**Records excerpted from a collection**
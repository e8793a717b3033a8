use crate::config::AppConfig;
use crate::error::Result;
use crate::persistence::{self, LoadOutcome};
use crate::snapshot::{WorldMetrics, WorldSnapshot};
use crate::world::World;
use expanse_data::Entity;
use std::path::Path;
use uuid::Uuid;

impl World {
    #[must_use]
    pub fn tick(&self) -> u64 {
        self.clock.tick()
    }

    #[must_use]
    pub fn metrics(&self) -> &WorldMetrics {
        &self.metrics
    }

    #[must_use]
    pub fn entity(&self, id: Uuid) -> Option<&Entity> {
        self.entities.iter().find(|e| e.id == id)
    }

    /// Owned copy of the renderable state.
    #[must_use]
    pub fn snapshot(&self) -> WorldSnapshot {
        WorldSnapshot {
            tick: self.tick(),
            width: self.width,
            height: self.height,
            entities: self.entities.clone(),
            deities: self.deities.clone(),
            hazards: self.hazards.hazards().to_vec(),
            questions: self.questions.clone(),
            resonances: self.resonances.clone(),
            metrics: self.metrics.clone(),
        }
    }

    /// Saves to `path` atomically. See [`persistence::save_world`].
    pub fn save(&self, path: impl AsRef<Path>) -> Result<()> {
        persistence::save_world(self, path)
    }

    /// Saves to the configured primary save path.
    pub fn save_primary(&self) -> Result<()> {
        let path = self.config.persistence.save_path.clone();
        self.save(path)
    }

    /// Loads a world. See [`persistence::load_world`].
    pub fn load(path: impl AsRef<Path>, config: &AppConfig) -> Result<LoadOutcome> {
        persistence::load_world(path, config)
    }
}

**What is expected**
Could you copy exactly the lines from the first line of the records above through the line containing "the renderable state.", both included, and nothing else?

**Response area**
repository e8793a717b3033a8
use crate::config::AppConfig;
use crate::error::Result;
use crate::persistence::{self, LoadOutcome};
use crate::snapshot::{WorldMetrics, WorldSnapshot};
use crate::world::World;
use expanse_data::Entity;
use std::path::Path;
use uuid::Uuid;

impl World {
    #[must_use]
    pub fn tick(&self) -> u64 {
        self.clock.tick()
    }

    #[must_use]
    pub fn metrics(&self) -> &WorldMetrics {
        &self.metrics
    }

    #[must_use]
    pub fn entity(&self, id: Uuid) -> Option<&Entity> {
        self.entities.iter().find(|e| e.id == id)
    }

    /// Owned copy of the renderable state.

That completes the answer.